他のコレクタと同様に、G1では、ガベージ・コレクションで費やされる時間が-XX:GCTimeRatioオプションで決定される比率を下回るように、ヒープのサイズを設定しようとします。このオプションを調整して、G1がユーザーの要件を満たすようにします。

チューニング可能なデフォルト設定

この項では、このトピックで紹介されているコマンド行オプションのデフォルト値と追加情報について説明します。

表10-1 G1 GCのチューニング可能なデフォルト設定

オプションとデフォルト値 説明

-XX:+G1UseAdaptiveConcRefinement

-XX:G1ConcRefinementGreenZone=<ergo>

-XX:G1ConcRefinementYellowZone=<ergo>

-XX:G1ConcRefinementRedZone=<ergo>

-XX:G1ConcRefinementThreads=<ergo>

記憶済セットの同時更新(調整)では、これらのオプションを使用して、同時調整スレッドの作業の分散を制御します。G1では、これらのオプションにエルゴノミックな値を選択することにより、-XX:G1RSetUpdatingPauseTimePercent時間が、ガベージ・コレクションの一時停止で費やされ、残りの作業を処理し、適応させながら必要に応じてこれらを調整します。これによって極端な長い一時停止になることがあるため、慎重に変更してください。

-XX:+ReduceInitialCardMarks

これは、初期オブジェクトの割当てのために記憶済セットの同時実行(調整)作業を一括実行します。

-XX:+ParallelRefProcEnabled

-XX:ReferencesPerThread=1000

-XX:ReferencesPerThreadによって並列度が決まります。N個の参照オブジェクトごとに1つのスレッドがReference Processingのサブフェーズに追加され、スレッド数は-XX:ParallelGCThreadsで制限されます。値がゼロ(0)の場合、-XX:ParallelGCThreads値で指定されている最大数のスレッドが常に使用されます。 

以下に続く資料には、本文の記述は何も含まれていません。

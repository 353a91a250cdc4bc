//! Disk scanner
//!
//! Collects the base names of every regular file under a root directory.
//! Directory structure is discarded: two files with the same name in
//! different folders are indistinguishable in the resulting set.

use crate::error::AuditResult;
use crate::filenames::FileNameSet;
use std::path::Path;
use walkdir::WalkDir;

/// Recursively collect the base names of all files under `root`
pub fn disk_file_names(root: &Path) -> AuditResult<FileNameSet> {
    let mut names = FileNameSet::new();
    for entry in WalkDir::new(root) {
        let entry = entry?;
        if entry.file_type().is_file() {
            names.insert(entry.file_name().to_string_lossy().to_string());
        }
    }
    Ok(names)
}

#[cfg(test)]
mod tests {
    use super::*;
    use std::fs;
    use tempfile::TempDir;

    #[test]
    fn collects_flat_names_recursively() {
        let dir = TempDir::new().expect("Failed to create temp directory");
        fs::write(dir.path().join("A.swift"), "").expect("write");
        let nested = dir.path().join("Sub");
        fs::create_dir(&nested).expect("mkdir");
        fs::write(nested.join("B.swift"), "").expect("write");

        let names = disk_file_names(dir.path()).expect("scan");
        assert!(names.contains("A.swift"));
        assert!(names.contains("B.swift"));
        assert!(!names.contains("Sub"));
    }

    #[test]
    fn same_name_in_two_folders_is_one_entry() {
        let dir = TempDir::new().expect("Failed to create temp directory");
        for sub in ["One", "Two"] {
            let nested = dir.path().join(sub);
            fs::create_dir(&nested).expect("mkdir");
            fs::write(nested.join("Dup.m"), "").expect("write");
        }

        let names = disk_file_names(dir.path()).expect("scan");
        assert_eq!(names.iter().filter(|n| *n == "Dup.m").count(), 1);
    }
}
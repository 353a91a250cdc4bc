//! Main audit pipeline
//!
//! Linear, single-pass pipeline: locate the `.xcodeproj` bundle, read the
//! manifest, extract the referenced filename sets, walk the disk, and
//! cross-reference. Each run is stateless and produces fresh sets.

use crate::check::{self, CheckReport};
use crate::disk;
use crate::error::AuditResult;
use crate::filenames::{FileNameExtractor, FileNameSet};
use crate::project;
use crate::section::{section_text, Section};
use serde::Serialize;
use std::path::PathBuf;

/// Default project root when none is given
pub const DEFAULT_PATH: &str = ".";

/// Configuration for a single audit run
#[derive(Debug, Clone)]
pub struct AuditConfig {
    /// Directory containing the `.xcodeproj` bundle
    pub path: PathBuf,
    /// Filenames excluded from ghost detection
    pub exclude: Vec<String>,
}

impl Default for AuditConfig {
    fn default() -> Self {
        Self {
            path: PathBuf::from(DEFAULT_PATH),
            exclude: Vec::new(),
        }
    }
}

/// Everything one audit run found
#[derive(Debug, Serialize)]
pub struct AuditReport {
    /// Path of the audited `.xcodeproj` bundle
    pub project: PathBuf,
    /// Filenames in the `PBXFileReference` section
    pub file_references: FileNameSet,
    /// Filenames in the `PBXBuildFile` section
    pub build_files: FileNameSet,
    /// Filenames in the `PBXSourcesBuildPhase` section
    pub sources_build_phase: FileNameSet,
    /// Filenames in the `PBXResourcesBuildPhase` section
    pub resources_build_phase: FileNameSet,
    /// Number of distinct filenames found on disk
    pub disk_file_count: usize,
    /// Ghost and non-target classification of the file references
    pub check: CheckReport,
}

/// The main auditor struct
#[derive(Debug, Default)]
pub struct Auditor;

impl Auditor {
    /// Create a new auditor
    #[must_use]
    pub fn new() -> Self {
        Self
    }

    /// Run the full audit pipeline
    ///
    /// # Errors
    /// Returns an error if the bundle or manifest is missing, a section
    /// marker is absent, or the directory walk fails.
    pub fn run(&self, config: &AuditConfig) -> AuditResult<AuditReport> {
        let bundle = project::find_xcodeproj(&config.path)?;
        let manifest = project::read_manifest(&bundle)?;
        let extractor = FileNameExtractor::new();

        let file_references =
            extractor.referenced_file_names(section_text(&manifest, Section::FileReference)?);
        let build_files =
            extractor.referenced_file_names(section_text(&manifest, Section::BuildFile)?);
        let sources_build_phase =
            extractor.referenced_file_names(section_text(&manifest, Section::SourcesBuildPhase)?);
        let resources_build_phase =
            extractor.referenced_file_names(section_text(&manifest, Section::ResourcesBuildPhase)?);

        let disk_names = disk::disk_file_names(&config.path)?;

        // The build-file set doubles as the target set: a reference absent
        // from it is declared but attached to no build phase.
        let check =
            check::check_references(&file_references, &disk_names, &build_files, &config.exclude);

        Ok(AuditReport {
            project: bundle,
            file_references,
            build_files,
            sources_build_phase,
            resources_build_phase,
            disk_file_count: disk_names.len(),
            check,
        })
    }
}
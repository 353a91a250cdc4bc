//! pbxcheck CLI - audit an Xcode project for ghost file references
//!
//! Locates the `.xcodeproj` bundle under `--path`, cross-references the
//! manifest's declared filenames against the directory tree, and prints
//! the result as text or JSON.

use clap::{Parser, ValueEnum};
use pbxcheck_core::report::{json, text};
use pbxcheck_core::{AuditConfig, Auditor, DEFAULT_PATH};
use std::path::PathBuf;

#[derive(Parser)]
#[command(name = "pbxcheck")]
#[command(about = "Audit an Xcode project for ghost file references")]
#[command(version)]
struct Cli {
    /// Directory containing the .xcodeproj bundle
    #[arg(long, default_value = DEFAULT_PATH, value_name = "DIR")]
    path: PathBuf,

    /// Output format
    #[arg(short, long, value_enum, default_value = "text")]
    format: OutputFormat,

    /// Filename to exclude from ghost detection (repeatable)
    #[arg(long, value_name = "NAME")]
    exclude: Vec<String>,
}

#[derive(ValueEnum, Clone, Copy, Debug)]
enum OutputFormat {
    Text,
    Json,
}

fn main() {
    let cli = Cli::parse();

    if let Err(e) = run(&cli) {
        eprintln!("Error: {e}");
        std::process::exit(1);
    }
}

fn run(cli: &Cli) -> anyhow::Result<()> {
    let config = AuditConfig {
        path: cli.path.clone(),
        exclude: cli.exclude.clone(),
    };

    let report = Auditor::new().run(&config)?;

    match cli.format {
        OutputFormat::Text => print!("{}", text::render(&report)),
        OutputFormat::Json => println!("{}", json::to_json(&report)?),
    }

    Ok(())
}
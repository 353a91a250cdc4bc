//! Referenced filename extraction
//!
//! Manifest entries carry inline comments of the form `/* Name.ext */` or
//! `/* Name.ext in Sources */`. This module pulls those filenames out of a
//! section's text and deduplicates them into a set.
//!
//! Known limitation: only filenames with a whitelisted extension are
//! extracted; anything else (e.g. `.xcassets` bundles) is silently ignored.

use regex::Regex;
use std::collections::BTreeSet;

/// A deduplicated, case-sensitive set of filenames
///
/// `BTreeSet` iteration is ordered, which also covers sorted display.
pub type FileNameSet = BTreeSet<String>;

/// File extensions recognized in manifest comments
pub const EXTENSION_WHITELIST: &[&str] = &[
    "xib",
    "storyboard",
    "h",
    "m",
    "mm",
    "swift",
    "plist",
    "json",
    "string",
    "png",
    "jpeg",
    "jpg",
    "gif",
    "pch",
];

/// Extracts comment-wrapped filenames from manifest section text
#[derive(Debug)]
pub struct FileNameExtractor {
    pattern: Regex,
}

impl FileNameExtractor {
    /// Build an extractor over [`EXTENSION_WHITELIST`]
    #[must_use]
    pub fn new() -> Self {
        Self::with_extensions(EXTENSION_WHITELIST)
    }

    /// Build an extractor over a custom extension list
    ///
    /// # Panics
    /// Panics if an extension contains regex metacharacters.
    #[must_use]
    pub fn with_extensions(extensions: &[&str]) -> Self {
        let alternation = extensions.join("|");
        let pattern = Regex::new(&format!(
            r"/\* ([0-9A-Za-z]+\.(?:{alternation}))(?: in (?:Sources|Resources))? \*/"
        ))
        .expect("extension whitelist builds a valid pattern");
        Self { pattern }
    }

    /// Extract the set of referenced filenames from section text
    ///
    /// Phase annotations (` in Sources`, ` in Resources`) are stripped, so
    /// `/* Foo.swift */` and `/* Foo.swift in Sources */` collapse to a
    /// single `Foo.swift` entry.
    #[must_use]
    pub fn referenced_file_names(&self, section_text: &str) -> FileNameSet {
        self.pattern
            .captures_iter(section_text)
            .map(|caps| caps[1].to_string())
            .collect()
    }
}

impl Default for FileNameExtractor {
    fn default() -> Self {
        Self::new()
    }
}
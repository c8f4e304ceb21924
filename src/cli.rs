use std::path::PathBuf;

use clap::Parser;
use url::Url;

use crate::error::Error;

/// Command line arguments supported by the tikfetch binary.
#[derive(Debug, Parser)]
#[command(
    name = "tikfetch",
    about = "Resolve TikTok videos and download their media.",
    version,
    author,
    arg_required_else_help = true
)]
pub struct Cli {
    /// A single TikTok video URL or numeric video id.
    #[arg(value_name = "VIDEO")]
    pub url: Option<String>,

    /// Path to a file with line-delimited TikTok URLs or ids for batch downloads.
    #[arg(long, value_name = "PATH")]
    pub file: Option<PathBuf>,

    /// Maximum number of concurrent downloads.
    #[arg(long, value_name = "NUM", value_parser = clap::value_parser!(usize))]
    pub max_concurrent: Option<usize>,

    /// Maximum retry attempts per URL on transient failures.
    #[arg(long, value_name = "NUM", value_parser = clap::value_parser!(usize))]
    pub max_retries: Option<usize>,

    /// Initial backoff delay in milliseconds for retry scheduling.
    #[arg(long, value_name = "MILLISECONDS", value_parser = clap::value_parser!(u64))]
    pub backoff_ms: Option<u64>,

    /// Route every request through this proxy.
    #[arg(long, value_name = "URL")]
    pub proxy: Option<Url>,

    /// Buffer each video fully in memory before writing it.
    #[arg(long)]
    pub buffered: bool,

    /// Directory videos are saved under, one subdirectory per author.
    #[arg(long, short = 'o', value_name = "DIR")]
    pub output_dir: Option<PathBuf>,

    /// Print the scraped video metadata as JSON instead of downloading.
    #[arg(long)]
    pub info: bool,
}

impl Cli {
    /// Ensure the caller supplies either a single video or a file path.
    pub fn validate(&self) -> Result<(), Error> {
        match (self.url.as_ref(), self.file.as_ref()) {
            (Some(_), Some(_)) => Err(Error::InputConflict),
            (None, None) => Err(Error::MissingInput),
            _ => Ok(()),
        }
    }
}
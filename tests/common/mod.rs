#![allow(dead_code)]

use std::collections::HashMap;
use std::sync::Mutex;

use async_trait::async_trait;
use bytes::Bytes;
use futures::{stream, StreamExt};
use reqwest::header::{HeaderMap, HeaderName, HeaderValue, CONTENT_TYPE, SET_COOKIE};
use reqwest::StatusCode;
use url::Url;

use tikfetch::error::{Error, Result};
use tikfetch::http::{HttpResponse, HttpTransport, StreamingResponse};

/// A canned reply for one URL.
#[derive(Clone)]
pub struct Route {
    pub status: StatusCode,
    pub headers: HeaderMap,
    pub chunks: Vec<Bytes>,
    pub final_url: Option<String>,
    pub fail: bool,
}

impl Route {
    pub fn ok(chunks: Vec<&[u8]>) -> Self {
        Self {
            status: StatusCode::OK,
            headers: HeaderMap::new(),
            chunks: chunks.into_iter().map(Bytes::copy_from_slice).collect(),
            final_url: None,
            fail: false,
        }
    }

    pub fn html(body: &str) -> Self {
        Self::ok(vec![body.as_bytes()]).header(CONTENT_TYPE, "text/html")
    }

    pub fn video(chunks: Vec<&[u8]>) -> Self {
        Self::ok(chunks).header(CONTENT_TYPE, "video/mp4")
    }

    pub fn status(status: StatusCode) -> Self {
        Self {
            status,
            ..Self::ok(Vec::new())
        }
    }

    pub fn transport_error() -> Self {
        Self {
            fail: true,
            ..Self::ok(Vec::new())
        }
    }

    pub fn header(mut self, name: HeaderName, value: &'static str) -> Self {
        self.headers.append(name, HeaderValue::from_static(value));
        self
    }

    pub fn set_cookie(self, value: &'static str) -> Self {
        self.header(SET_COOKIE, value)
    }

    pub fn redirected_to(mut self, url: &str) -> Self {
        self.final_url = Some(url.to_string());
        self
    }
}

/// A request the mock saw.
#[derive(Clone, Debug)]
pub struct Seen {
    pub url: String,
    pub headers: HeaderMap,
    pub streaming: bool,
}

#[derive(Default)]
pub struct MockTransport {
    routes: HashMap<String, Route>,
    seen: Mutex<Vec<Seen>>,
}

impl MockTransport {
    pub fn new() -> Self {
        Self::default()
    }

    pub fn route(mut self, url: &str, route: Route) -> Self {
        self.routes.insert(url.to_string(), route);
        self
    }

    pub fn seen(&self) -> Vec<Seen> {
        self.seen.lock().unwrap().clone()
    }

    pub fn seen_urls(&self) -> Vec<String> {
        self.seen().into_iter().map(|seen| seen.url).collect()
    }

    fn lookup(&self, url: &str, headers: &HeaderMap, streaming: bool) -> Result<Route> {
        self.seen.lock().unwrap().push(Seen {
            url: url.to_string(),
            headers: headers.clone(),
            streaming,
        });

        let route = self
            .routes
            .get(url)
            .cloned()
            .unwrap_or_else(|| Route::status(StatusCode::NOT_FOUND));

        if route.fail {
            return Err(Error::Io(std::io::Error::new(
                std::io::ErrorKind::ConnectionReset,
                "connection reset by peer",
            )));
        }
        Ok(route)
    }
}

#[async_trait]
impl HttpTransport for MockTransport {
    async fn get(&self, url: &str, headers: &HeaderMap) -> Result<HttpResponse> {
        let route = self.lookup(url, headers, false)?;
        let body: Vec<u8> = route.chunks.iter().flat_map(|c| c.iter().copied()).collect();
        let final_url = route.final_url.as_deref().unwrap_or(url);

        Ok(HttpResponse {
            status: route.status,
            url: Url::parse(final_url)?,
            headers: route.headers,
            body: Bytes::from(body),
        })
    }

    async fn stream(&self, url: &str, headers: &HeaderMap) -> Result<StreamingResponse> {
        let route = self.lookup(url, headers, true)?;

        Ok(StreamingResponse {
            status: route.status,
            headers: route.headers,
            body: stream::iter(route.chunks.into_iter().map(Ok)).boxed(),
        })
    }
}

/// A minimal MP4 header chunk.
pub const MP4_HEAD: &[u8] = b"\x00\x00\x00\x20ftypisom\x00\x00\x02\x00isomiso2avc1mp41";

これは、java.lang.Ref.*インスタンスの処理を複数のスレッドで並行で実行するかどうかを判定します。

-XX:G1RSetUpdatingPauseTimePercent=10 

これは、残りの記憶済セットを更新するRSの更新フェーズでG1が費やす必要があるガベージ・コレクションの合計時間の割合を判定します。G1では、この設定を使用して、記憶済セットの同時更新の量を制御します。

-XX:G1SummarizeRSetStatsPeriod=0 

これは、G1が記憶済セットのサマリー・レポートを生成する、多数のGCにおける期間です。無効にするには、これをゼロに設定します。記憶済セットのサマリー・レポートの生成はコストのかかる操作であるため、必要な場合にのみ、かなり高い値を設定してこれを使用してください。出力するには、gc+remset=traceを使用します。

-XX:GCTimeRatio=12 

これは、アプリケーションとは対照的に、ガベージ・コレクションで費やす必要がある時間の対象となる比率の除数です。ヒープを増やす前にガベージ・コレクションで費やすことができる時間の小数を判定するための実際の式は、1 / (1 + GCTimeRatio)です。このデフォルト値は、ガベージ・コレクションで費やされる時間の約8%の目標値になります。

-XX:G1PeriodicGCInterval=0

G1が定期的なガベージ・コレクションをトリガーする必要があるかどうかを確認する間隔(ミリ秒)。無効にするにはゼロに設定します。

-XX:+G1PeriodicGCInvokesConcurrent

設定されている場合は、定期的なガベージ・コレクションでコンカレント・マーキングがトリガーされるか、既存のコレクション・サイクルが継続され、設定されていない場合はフルGCがトリガーされます。

-XX:G1PeriodicGCSystemLoadThreshold=0.0 ホストのgetloadavg()コールで返される現在のシステム負荷のしきい値で、定期的なガベージ・コレクションをトリガーする必要があるかどうかを判定します。現在のシステム負荷がこの値よりも高いと、定期的なガベージ・コレクションは実行されません。値ゼロは、このしきい値チェックが無効であることを示します。

注意:

<ergo>は、実際の値が環境によってエルゴノミックに決定されるという意味です。